Era época de campanha eleitoral e havia pressão popular, motivada pela absolvição, em votações secretas, de 12 dos 15 parlamentares suspeitos de envolvimento no esquema do mensalão que correram o risco de perderem os mandatos. Não houve sequer um voto contra a PEC. Depois, a matéria continuou na pauta por mais 136 reuniões plenárias, mas nunca chegou a ir à segunda votação, o que encerraria a tramitação na Câmara e permitiria que o texto fosse apreciado no Senado.

Aceleração
“Logo na primeira reunião de líderes, defendi o fim dos 14º e do 15º salários e do voto secreto.

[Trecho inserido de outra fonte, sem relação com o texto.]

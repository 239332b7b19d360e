use anyhow::Result;
use serde::{Deserialize, Serialize};
use std::collections::BTreeMap;
use std::fs;
use std::path::{Path, PathBuf};
use thiserror::Error;

/// Per-library URL hints.
///
/// Both fields are read only for version sniffing; neither is used as a
/// literal component of the generated URL.
#[derive(Debug, Clone, Default, PartialEq, Eq, Serialize, Deserialize)]
pub struct DocUrlConfig {
    /// Path filter the indexer used for this library, e.g. "docs/7.58/md/**".
    /// May embed a version.
    #[serde(default)]
    pub path_pattern: Option<String>,
    /// Upstream source root the library was fetched from. May embed a
    /// version.
    #[serde(default)]
    pub base_url: Option<String>,
}

/// Registry of known libraries, loaded from
/// `~/.config/abaplink/libraries.toml`.
#[derive(Debug, Clone, Default, Serialize, Deserialize)]
pub struct LibraryRegistry {
    /// Library id -> URL hints.
    #[serde(default)]
    pub libraries: BTreeMap<String, DocUrlConfig>,
}

impl LibraryRegistry {
    pub fn lookup(&self, library_id: &str) -> Option<&DocUrlConfig> {
        self.libraries.get(library_id)
    }

    /// Hints for a library, or empty hints when the id is unknown. An unknown
    /// id is not an error: the mapper degrades to the cloud base without
    /// hints.
    pub fn hints(&self, library_id: &str) -> DocUrlConfig {
        self.lookup(library_id).cloned().unwrap_or_default()
    }
}

/// Registry file errors, kept distinct from anyhow so callers can tell a
/// malformed file from an unreadable one.
#[derive(Debug, Error)]
pub enum ConfigError {
    #[error("cannot read library registry at {path}")]
    Io {
        path: PathBuf,
        #[source]
        source: std::io::Error,
    },
    #[error("malformed library registry at {path}")]
    Parse {
        path: PathBuf,
        #[source]
        source: toml::de::Error,
    },
}

pub fn registry_path() -> Result<PathBuf> {
    let xdg_dirs = xdg::BaseDirectories::with_prefix("abaplink")?;
    Ok(xdg_dirs.place_config_file("libraries.toml")?)
}

/// Load the registry from disk, creating a default (empty) file if none
/// exists.
pub fn load_or_init() -> Result<LibraryRegistry> {
    let path = registry_path()?;
    if !path.exists() {
        let default_registry = LibraryRegistry::default();
        let toml = toml::to_string_pretty(&default_registry)?;
        if let Some(parent) = path.parent() {
            fs::create_dir_all(parent)?;
        }
        fs::write(&path, toml)?;
        tracing::info!("created default library registry at {}", path.display());
        return Ok(default_registry);
    }

    Ok(load_from(&path)?)
}

/// Load and parse a registry file at an explicit path.
pub fn load_from(path: &Path) -> Result<LibraryRegistry, ConfigError> {
    let data = fs::read_to_string(path).map_err(|source| ConfigError::Io {
        path: path.to_path_buf(),
        source,
    })?;
    toml::from_str(&data).map_err(|source| ConfigError::Parse {
        path: path.to_path_buf(),
        source,
    })
}

#[cfg(test)]
mod tests {
    use super::*;

    #[test]
    fn default_registry_is_empty() {
        let registry = LibraryRegistry::default();
        assert!(registry.libraries.is_empty());
        assert_eq!(registry.hints("unknown"), DocUrlConfig::default());
    }

    #[test]
    fn registry_toml_roundtrip() {
        let mut registry = LibraryRegistry::default();
        registry.libraries.insert(
            "sap-abap-docs".to_string(),
            DocUrlConfig {
                path_pattern: Some("docs/7.58/md/**".to_string()),
                base_url: None,
            },
        );
        let toml = toml::to_string_pretty(&registry).unwrap();
        let parsed: LibraryRegistry = toml::from_str(&toml).unwrap();
        assert_eq!(
            parsed.hints("sap-abap-docs").path_pattern.as_deref(),
            Some("docs/7.58/md/**")
        );
    }

    #[test]
    fn registry_toml_custom_values() {
        let toml = r#"
            [libraries."sap-abap-docs"]
            path_pattern = "docs/7.58/md/**"
            base_url = "https://example.com/abap-docs/7.58"

            [libraries."sap-abap-cloud"]
        "#;
        let registry: LibraryRegistry = toml::from_str(toml).unwrap();
        let hints = registry.hints("sap-abap-docs");
        assert_eq!(hints.path_pattern.as_deref(), Some("docs/7.58/md/**"));
        assert_eq!(
            hints.base_url.as_deref(),
            Some("https://example.com/abap-docs/7.58")
        );
        // Declared but without hints: present, all fields empty.
        assert!(registry.lookup("sap-abap-cloud").is_some());
        assert_eq!(registry.hints("sap-abap-cloud"), DocUrlConfig::default());
    }

    #[test]
    fn load_from_missing_file_is_io_error() {
        let dir = tempfile::tempdir().unwrap();
        let err = load_from(&dir.path().join("nope.toml")).unwrap_err();
        assert!(matches!(err, ConfigError::Io { .. }));
    }

    #[test]
    fn load_from_malformed_file_is_parse_error() {
        let dir = tempfile::tempdir().unwrap();
        let path = dir.path().join("libraries.toml");
        fs::write(&path, "libraries = \"not a table\"").unwrap();
        let err = load_from(&path).unwrap_err();
        assert!(matches!(err, ConfigError::Parse { .. }));
    }
}
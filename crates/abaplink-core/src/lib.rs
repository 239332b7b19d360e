pub mod config;
pub mod logging;
pub mod url_map;
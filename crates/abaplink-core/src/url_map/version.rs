//! Version sniffing from library id and config hints.

use std::fmt;
use std::sync::LazyLock;

use regex::Regex;

use crate::config::DocUrlConfig;

/// Version tag derived from library hints. Exists only for the duration of
/// one mapping call.
#[derive(Debug, Clone, PartialEq, Eq)]
pub enum DocVersion {
    /// The "latest"/"cloud" sentinel: always maps to the cloud documentation
    /// base, regardless of any numeric version also present in the hints.
    Latest,
    /// A `<major>.<minor>` release tag such as "7.58".
    Release(String),
}

impl fmt::Display for DocVersion {
    fn fmt(&self, f: &mut fmt::Formatter<'_>) -> fmt::Result {
        match self {
            DocVersion::Latest => write!(f, "latest"),
            DocVersion::Release(release) => write!(f, "{}", release),
        }
    }
}

/// Decimal version embedded in a path-like string: `7.58` preceded by `/`,
/// `_`, or `-` and followed by `/`, `_`, `-`, `.`, or end-of-string.
static DECIMAL_VERSION: LazyLock<Regex> =
    LazyLock::new(|| Regex::new(r"[/_-](\d+\.\d+)(?:[/_.-]|$)").expect("decimal version regex is valid"));

/// Compact three-digit version under the same boundary rule: `758`, read back
/// as `7.58`.
static COMPACT_VERSION: LazyLock<Regex> =
    LazyLock::new(|| Regex::new(r"[/_-](\d{3})(?:[/_.-]|$)").expect("compact version regex is valid"));

/// Extracts the documentation version from the library id and config hints.
///
/// Priority order, first match wins:
///
/// 1. any hint containing "latest" or "cloud" (case-insensitive) forces
///    [`DocVersion::Latest`] and short-circuits the scans below;
/// 2. decimal scan over `base_url`, then `path_pattern`, then `library_id`;
/// 3. compact three-digit scan over `library_id`, then `path_pattern`, then
///    `base_url`. The source order is deliberately the reverse of the decimal
///    scan's. The compact scan only runs once the decimal scan has failed for
///    every source; it is a second full pass, not a per-source fallback.
///
/// Returns `None` when no hint carries a recognizable version.
pub fn extract_version(library_id: &str, config: &DocUrlConfig) -> Option<DocVersion> {
    let path_pattern = config.path_pattern.as_deref().unwrap_or("");
    let base_url = config.base_url.as_deref().unwrap_or("");

    let combined = format!("{library_id}|{path_pattern}|{base_url}").to_lowercase();
    if combined.contains("latest") || combined.contains("cloud") {
        return Some(DocVersion::Latest);
    }

    for source in [base_url, path_pattern, library_id] {
        if let Some(caps) = DECIMAL_VERSION.captures(source) {
            return Some(DocVersion::Release(caps[1].to_string()));
        }
    }

    for source in [library_id, path_pattern, base_url] {
        if let Some(caps) = COMPACT_VERSION.captures(source) {
            let digits = &caps[1];
            return Some(DocVersion::Release(format!(
                "{}.{}",
                &digits[..1],
                &digits[1..]
            )));
        }
    }

    None
}
use std::cell::RefCell;
use std::fmt::Debug;
use std::rc::{Rc, Weak};

use fxhash::FxHashMap;

use crate::bag::Detach;
use crate::observers::{Observers, Reporter};
use crate::watch::{Equality, Watch};

/// A keyed record whose fields are individually watchable.
///
/// Every field is a `Watch<Option<V>>`: `None` means the key is unset.
/// Asking for an [`accessor`](WatchObject::accessor) creates the field on
/// first use, so a binding can be made before the data arrives.
pub struct WatchObject<V> {
	body: Rc<ObjectBody<V>>,
}

impl<V> Clone for WatchObject<V> {
	fn clone(&self) -> Self {
		Self {
			body: self.body.clone(),
		}
	}
}

impl<V> Default for WatchObject<V>
where
	V: Clone + PartialEq + 'static,
{
	fn default() -> Self {
		WatchObject::new()
	}
}

type FieldObserver<V> = dyn Fn(&str, &Option<V>, &Option<V>);

struct ObjectBody<V> {
	inner: RefCell<ObjectInner<V>>,
	observers: Observers<FieldObserver<V>>,
	this: Weak<ObjectBody<V>>,
}

struct ObjectInner<V> {
	// Creation order, for `keys` and serialization.
	fields: Vec<(Rc<str>, Watch<Option<V>>)>,
	index: FxHashMap<Rc<str>, usize>,
}

impl<V> WatchObject<V>
where
	V: Clone + PartialEq + 'static,
{
	pub fn new() -> Self {
		WatchObject::build(Reporter::default())
	}

	pub(crate) fn build(reporter: Reporter) -> Self {
		WatchObject {
			body: Rc::new_cyclic(|this| ObjectBody {
				inner: RefCell::new(ObjectInner {
					fields: Vec::new(),
					index: FxHashMap::default(),
				}),
				observers: Observers::new(reporter),
				this: this.clone(),
			}),
		}
	}

	pub fn from_pairs<K: AsRef<str>>(pairs: impl IntoIterator<Item = (K, V)>) -> Self {
		let object = WatchObject::new();
		object.update(pairs);
		object
	}

	/// The watchable field for `key`, created unset if missing. Accessors
	/// for the same key share one watch.
	pub fn accessor(&self, key: &str) -> Watch<Option<V>> {
		if let Some(field) = self.field(key) {
			return field;
		}

		let key: Rc<str> = Rc::from(key);
		let field = Watch::build(
			None,
			Equality::partial_eq(),
			self.body.observers.reporter().clone(),
		);

		// Fields only hold a weak link back, the object owns the fields.
		let this = self.body.this.clone();
		field.observe({
			let key = key.clone();
			move |new, old| {
				if let Some(body) = this.upgrade() {
					body.observers
						.notify("object", |observer| observer(&*key, new, old));
				}
			}
		});

		let mut inner = self.body.inner.borrow_mut();
		let position = inner.fields.len();
		inner.fields.push((key.clone(), field.clone()));
		inner.index.insert(key, position);

		field
	}

	pub fn get(&self, key: &str) -> Option<V> {
		self.field(key).and_then(|field| field.get())
	}

	pub fn set(&self, key: &str, value: V) {
		self.accessor(key).set(Some(value));
	}

	/// Unsets `key`. The field is dropped unless an accessor or a field
	/// observer still holds it; those keep working on the unset field.
	pub fn remove(&self, key: &str) -> Option<V> {
		let field = self.field(key)?;
		let old = field.replace(None);

		// `fields` and `field` hold it, the forwarding observer watches it.
		if field.handle_count() == 2 && field.observer_count() == 1 {
			drop(field);
			self.prune(key);
		}

		old
	}

	pub fn contains(&self, key: &str) -> bool {
		self.get(key).is_some()
	}

	pub fn update<K: AsRef<str>>(&self, pairs: impl IntoIterator<Item = (K, V)>) {
		for (key, value) in pairs {
			self.set(key.as_ref(), value);
		}
	}

	/// Keys currently set, in field creation order.
	pub fn keys(&self) -> Vec<String> {
		self.entries().into_iter().map(|(key, _)| key).collect()
	}

	pub fn entries(&self) -> Vec<(String, V)> {
		let fields = self.body.inner.borrow().fields.clone();
		fields
			.into_iter()
			.filter_map(|(key, field)| field.get().map(|value| (key.to_string(), value)))
			.collect()
	}

	pub fn len(&self) -> usize {
		self.entries().len()
	}

	pub fn is_empty(&self) -> bool {
		self.len() == 0
	}

	/// Called with `(key, new, old)` whenever any field changes.
	pub fn observe(&self, observer: impl Fn(&str, &Option<V>, &Option<V>) + 'static) -> Detach {
		self.body.observers.attach(Rc::new(observer))
	}

	fn prune(&self, key: &str) {
		let mut inner = self.body.inner.borrow_mut();
		let ObjectInner { fields, index } = &mut *inner;
		if let Some(position) = index.remove(key) {
			fields.remove(position);
			for (offset, (key, _)) in fields[position..].iter().enumerate() {
				index.insert(key.clone(), position + offset);
			}
			tracing::trace!(key, fields = fields.len(), "object: dropped unset field");
		}
	}

	fn field(&self, key: &str) -> Option<Watch<Option<V>>> {
		let inner = self.body.inner.borrow();
		let position = inner.index.get(key)?;
		Some(inner.fields[*position].1.clone())
	}
}

impl<V> Debug for WatchObject<V>
where
	V: Clone + PartialEq + Debug + 'static,
{
	fn fmt(&self, f: &mut std::fmt::Formatter<'_>) -> std::fmt::Result {
		f.debug_map().entries(self.entries()).finish()
	}
}
use std::borrow::Cow;

use crate::list::EntryId;

pub type Result<T, E = Error> = std::result::Result<T, E>;

#[derive(Debug, thiserror::Error)]
pub enum Error {
	#[error("unknown type `{0}`")]
	UnknownType(String),

	#[error("type `{0}` is already defined")]
	DuplicateType(String),

	#[error("type `{ty}` has no member `{member}`")]
	UnknownMember { ty: String, member: String },

	#[error("no entry with id {0}")]
	NotFound(EntryId),

	#[error("position {position} is out of range for length {len}")]
	OutOfRange { position: usize, len: usize },

	#[error("bad argument {index}: {reason}")]
	Argument { index: usize, reason: Cow<'static, str> },

	#[error(transparent)]
	Json(#[from] serde_json::Error),
}

impl Error {
	pub fn argument(index: usize, reason: impl Into<Cow<'static, str>>) -> Self {
		Error::Argument {
			index,
			reason: reason.into(),
		}
	}
}
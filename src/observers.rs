use std::any::Any;
use std::cell::RefCell;
use std::fmt::Debug;
use std::panic::{self, AssertUnwindSafe};
use std::rc::Rc;

use crate::bag::{Bag, Detach};

/// An observer callback that panicked while being notified.
#[derive(Clone, Debug)]
pub struct ObserverFailure {
	/// What was being notified (`"watch"`, `"list"`, `"object"`).
	pub source: &'static str,
	pub message: String,
}

impl ObserverFailure {
	fn from_panic(source: &'static str, payload: Box<dyn Any + Send>) -> Self {
		let message = if let Some(s) = payload.downcast_ref::<&'static str>() {
			s.to_string()
		} else if let Some(s) = payload.downcast_ref::<String>() {
			s.clone()
		} else {
			"<non-string panic payload>".to_string()
		};

		ObserverFailure { source, message }
	}
}

type Hook = Rc<dyn Fn(&ObserverFailure)>;

/// Where isolated observer failures go. Clones share the installed hook.
#[derive(Clone, Default)]
pub struct Reporter {
	hook: Rc<RefCell<Option<Hook>>>,
}

impl Reporter {
	pub fn new() -> Self {
		Self::default()
	}

	pub fn set_hook(&self, hook: impl Fn(&ObserverFailure) + 'static) {
		*self.hook.borrow_mut() = Some(Rc::new(hook));
	}

	pub fn report(&self, failure: &ObserverFailure) {
		tracing::error!(
			source = failure.source,
			message = %failure.message,
			"observer failed, continuing notification"
		);

		let hook = self.hook.borrow().clone();
		if let Some(hook) = hook {
			hook(failure);
		}
	}
}

impl Debug for Reporter {
	fn fmt(&self, f: &mut std::fmt::Formatter<'_>) -> std::fmt::Result {
		f.debug_struct("Reporter")
			.field("hook", &self.hook.borrow().is_some())
			.finish()
	}
}

/// Observer list notified in registration order.
pub(crate) struct Observers<F: ?Sized> {
	bag: Bag<Rc<F>>,
	reporter: Reporter,
}

impl<F: ?Sized + 'static> Observers<F> {
	pub fn new(reporter: Reporter) -> Self {
		Observers {
			bag: Bag::new(),
			reporter,
		}
	}

	pub fn attach(&self, observer: Rc<F>) -> Detach {
		self.bag.attach(observer)
	}

	pub fn len(&self) -> usize {
		self.bag.len()
	}

	pub fn reporter(&self) -> &Reporter {
		&self.reporter
	}

	/// Calls every observer. A panicking observer is reported and skipped.
	/// Returns how many observers completed.
	pub fn notify(&self, source: &'static str, call: impl Fn(&F)) -> usize {
		let mut delivered = 0;
		self.bag.each(|observer| {
			match panic::catch_unwind(AssertUnwindSafe(|| call(observer))) {
				Ok(()) => delivered += 1,
				Err(payload) => {
					self.reporter
						.report(&ObserverFailure::from_panic(source, payload));
				}
			}
		});
		delivered
	}
}
use std::cell::RefCell;
use std::rc::Rc;

use crate::error::Result;
use crate::list::WatchList;
use crate::object::WatchObject;
use crate::observers::{ObserverFailure, Reporter};
use crate::registry::{Args, Instance, Redefine, Registry, TypeDef, TypeDescriptor};
use crate::watch::{Equality, Watch};

#[derive(Clone, Copy, Debug, Default)]
pub struct Options {
	pub redefine: Redefine,
}

/// Application-scoped home of the type registry and the observer failure
/// reporter. Watchables created through a context report to it.
#[derive(Clone)]
pub struct Context {
	body: Rc<ContextBody>,
}

struct ContextBody {
	registry: RefCell<Registry>,
	reporter: Reporter,
}

impl Default for Context {
	fn default() -> Self {
		Context::new()
	}
}

impl Context {
	pub fn new() -> Self {
		Context::with_options(Options::default())
	}

	pub fn with_options(options: Options) -> Self {
		Context {
			body: Rc::new(ContextBody {
				registry: RefCell::new(Registry::new(options.redefine)),
				reporter: Reporter::new(),
			}),
		}
	}

	/// Installs the hook called for every observer failure in this context,
	/// including for watchables created before the call.
	pub fn on_observer_failure(&self, hook: impl Fn(&ObserverFailure) + 'static) {
		self.body.reporter.set_hook(hook);
	}

	pub fn reporter(&self) -> &Reporter {
		&self.body.reporter
	}

	pub fn define(&self, def: TypeDef) -> Result<Rc<TypeDescriptor>> {
		self.body.registry.borrow_mut().define(def)
	}

	pub fn is_defined(&self, name: &str) -> bool {
		self.body.registry.borrow().contains(name)
	}

	pub fn descriptor(&self, name: &str) -> Result<Rc<TypeDescriptor>> {
		self.body.registry.borrow().get(name)
	}

	/// The registry is not borrowed while the constructor runs, so it may
	/// define or instantiate further types.
	pub fn instantiate(&self, name: &str, args: &Args) -> Result<Instance> {
		let descriptor = self.descriptor(name)?;
		descriptor.instantiate(args)
	}

	pub fn watch<T>(&self, value: T) -> Watch<T>
	where
		T: PartialEq + 'static,
	{
		self.watch_with(value, Equality::partial_eq())
	}

	pub fn watch_with<T: 'static>(&self, value: T, equality: Equality<T>) -> Watch<T> {
		Watch::build(value, equality, self.body.reporter.clone())
	}

	pub fn list<T: Clone + 'static>(&self) -> WatchList<T> {
		WatchList::build(self.body.reporter.clone())
	}

	pub fn object<V>(&self) -> WatchObject<V>
	where
		V: Clone + PartialEq + 'static,
	{
		WatchObject::build(self.body.reporter.clone())
	}
}

#[cfg(test)]
mod tests {
	use std::cell::RefCell;
	use std::rc::Rc;

	use super::{Context, Options};
	use crate::{Error, Redefine, TypeDef};

	#[test]
	fn failures_reach_the_context_hook() {
		let cx = Context::new();
		let list = cx.list::<u8>();
		list.observe(|_| panic!("list observer"));

		let seen = Rc::new(RefCell::new(vec![]));
		cx.on_observer_failure({
			let seen = seen.clone();
			move |failure| seen.borrow_mut().push((failure.source, failure.message.clone()))
		});

		list.push(1);
		let o = cx.object::<u8>();
		o.observe(|_, _, _| panic!("object observer"));
		o.set("k", 1);

		assert_eq!(
			*seen.borrow(),
			vec![
				("list", "list observer".to_string()),
				("object", "object observer".to_string())
			]
		);
	}

	#[test]
	fn contexts_do_not_share_types() {
		let a = Context::new();
		let b = Context::with_options(Options {
			redefine: Redefine::Overwrite,
		});

		a.define(TypeDef::new("T")).unwrap();
		assert!(a.is_defined("T"));
		assert!(!b.is_defined("T"));
		assert!(matches!(a.define(TypeDef::new("T")), Err(Error::DuplicateType(_))));

		b.define(TypeDef::new("T")).unwrap();
		b.define(TypeDef::new("T")).unwrap();
	}

	#[test]
	fn constructor_may_use_the_context() {
		let cx = Context::new();
		cx.define(TypeDef::new("Leaf")).unwrap();
		cx.define(TypeDef::new("Tree").constructor({
			let cx = cx.clone();
			move |this, _| {
				let leaf = cx.instantiate("Leaf", &[])?;
				this.store("leaf", leaf);
				Ok(())
			}
		}))
		.unwrap();

		let tree = cx.instantiate("Tree", &[]).unwrap();
		assert_eq!(tree.slot::<crate::Instance>("leaf").unwrap().type_name(), "Leaf");
	}
}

Na próxima reunião de líderes, vou pedir ao presidente Henrique Eduardo Alves que coloque a PEC do voto secreto para votar”, disse Carlos Sampaio. Ele confirmou a informação repassada pelo presidente da CCJ da Câmara, deputado Décio Lima (PT-SC), de que o PSDB nunca pediu a inclusão da PEC do senador Alvaro Dias na pauta do colegiado. “Não vejo problema de pautar isso. Mas nem o senador autor nem pessoas da bancada dele me ligaram a esse respeito. A pauta é horizontal. Se algum deputado pedir, eu incluo. Coloco até 40 matérias na pauta por semana”, disse.

Carlos Sampaio afirmou que só intervirá para acelerar a tramitação da PEC tucana caso perceba que não há espaço político para votação da proposta mais abrangente. Na reunião de líderes da semana passada, o presidente da Frente Parlamentar pelo Voto Aberto e líder do PSol, Ivan Valente (SP), defendeu a votação da PEC 349, mas foi voz isolada. Integrante da frente e ex-vice-presidente da Câmara, Rose de Freitas disse que, quando assumiu interinamente a presidência da Casa, tentou por três vezes colocar a proposta na pauta do plenário, mas não encontrou apoio dos líderes.

Poucos dias após a aprovação do fim dos 14º e do 15º salários para deputados e senadores, em fevereiro deste ano, o deputado Carlos Sampaio escreveu na página que mantém em uma rede social: “Nossa luta agora é aprovar imediatamente o projeto que acaba com o voto secreto em todas as casas legislativas do País. A Proposta de Emenda à Constituição (PEC) que estabelece o voto aberto como princípio geral das decisões legislativas e acaba com o voto secreto em processos de cassação de mandato, por exemplo, está pronta para votação, em segundo turno, pela Câmara dos Deputados”. Dezesseis PECs que tratam do fim do voto secreto em algumas ou em todas as decisões do Congresso já tramitaram na Câmara. Catorze foram arquivadas. A primeira foi proposta em 1991 e tratava do voto aberto nas apreciações de vetos presidenciais.